Multiple signs are deployed here: triangles, rectangles, circles, points, open and closed forms, and fragmented forms that are not easily circumscribed. All these elements have to be read as imagery. If we allow our imagination to play with this mass of black marks, they suddenly come alive, and a different world is offered to our eyes. We have reached the point at which the iconography has become decipherable.
Like children's drawings, Klee's work has something fabulous about it. But there is nothing childish about them in that they have been precisely constructed according to very specific laws. The brown strip on the bottom of the quay, the stretch of water in the center, the strip of blue horizon above, and the big uneven black line that joins these two strips, all have their purpose.

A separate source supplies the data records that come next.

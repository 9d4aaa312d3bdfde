//! Error taxonomy shared by the dispatch layer, the executor factory and handlers.

use std::fmt::{self, Display, Formatter};

use escli_config::ConfigError;

/// Every failure a command invocation can end with.
#[derive(Debug)]
pub enum CliError {
    /// Persisted configuration is missing, unreadable or unrecognized.
    ConfigInvalid(ConfigError),
    /// The runner could not be constructed against the configured cluster.
    ConnectionFailed {
        /// Endpoint the connection was attempted against.
        endpoint: String,
        /// Underlying transport or handshake failure.
        source: anyhow::Error,
    },
    /// Positional arguments did not satisfy the command's arity policy.
    Argument {
        /// Command that rejected the arguments.
        command: String,
        /// Description of the accepted arity.
        expected: String,
        /// Number of arguments actually supplied.
        found: usize,
        /// Validator-specific explanation, when one was produced.
        reason: Option<String>,
    },
    /// The invocation was cancelled before it could finish.
    Cancelled,
    /// The operation itself failed.
    Handler(anyhow::Error),
}

/// Convenience alias for functions returning a `CliError`.
pub type CliResult<T> = Result<T, CliError>;

impl CliError {
    /// Wrap an operation failure.
    pub fn handler(error: impl Into<anyhow::Error>) -> Self {
        Self::Handler(error.into())
    }

    /// Taxonomy name used in user-facing messages.
    #[must_use]
    pub const fn kind(&self) -> &'static str {
        match self {
            Self::ConfigInvalid(_) => "ConfigInvalid",
            Self::ConnectionFailed { .. } => "ConnectionFailed",
            Self::Argument { .. } => "ArgumentError",
            Self::Cancelled => "Cancelled",
            Self::Handler(_) => "HandlerError",
        }
    }

    /// Process exit status for this failure.
    #[must_use]
    pub const fn exit_code(&self) -> i32 {
        match self {
            Self::Handler(_) => 1,
            Self::Argument { .. } => 2,
            Self::ConfigInvalid(_) => 3,
            Self::ConnectionFailed { .. } => 4,
            Self::Cancelled => 130,
        }
    }

    /// Single-line message written to the error stream.
    #[must_use]
    pub fn display_message(&self) -> String {
        format!("{}: {}", self.kind(), self.detail())
    }

    fn detail(&self) -> String {
        match self {
            Self::ConfigInvalid(error) => error_chain(error),
            Self::ConnectionFailed { endpoint, source } => {
                format!("could not connect to {endpoint}: {source:#}")
            }
            Self::Argument {
                command,
                expected,
                found,
                reason,
            } => {
                let mut message = format!("'{command}' accepts {expected}, got {found}");
                if let Some(reason) = reason {
                    message.push_str(": ");
                    message.push_str(reason);
                }
                message
            }
            Self::Cancelled => "interrupted".to_string(),
            Self::Handler(error) => format!("{error:#}"),
        }
    }
}

impl Display for CliError {
    fn fmt(&self, formatter: &mut Formatter<'_>) -> fmt::Result {
        formatter.write_str(&self.display_message())
    }
}

impl std::error::Error for CliError {
    fn source(&self) -> Option<&(dyn std::error::Error + 'static)> {
        match self {
            Self::ConfigInvalid(error) => Some(error),
            Self::ConnectionFailed { source, .. } | Self::Handler(source) => Some(source.as_ref()),
            Self::Argument { .. } | Self::Cancelled => None,
        }
    }
}

impl From<ConfigError> for CliError {
    fn from(error: ConfigError) -> Self {
        Self::ConfigInvalid(error)
    }
}

fn error_chain(error: &dyn std::error::Error) -> String {
    let mut message = error.to_string();
    let mut source = error.source();
    while let Some(cause) = source {
        message.push_str(": ");
        message.push_str(&cause.to_string());
        source = cause.source();
    }
    message
}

We can interpret the marks as we wish. Some people have seen a "great weeping willow on top of a hill," others, a pyramid and chapels! However, Klee kept to what he intended, and the spatial play emerges from this. The genesis of the picture can be seen. He painted a form and then looked for something to which it could relate. He looked again at what he had painted and allowed himself to be guided by it until there was an almost unconscious creation of new elements; it was absolutely essential here for him to not look for any contextual content. Klee spent a lot of time on this process of creation, and eventually a unique pile of forms, colors and surfaces emerged. This painting is very balanced; there is not one rectangle too much or one circle too little, and there is a perfect interdependence between all the different parts. The relationships that are at play between the isolated elements come into the foreground. The painting comes alive.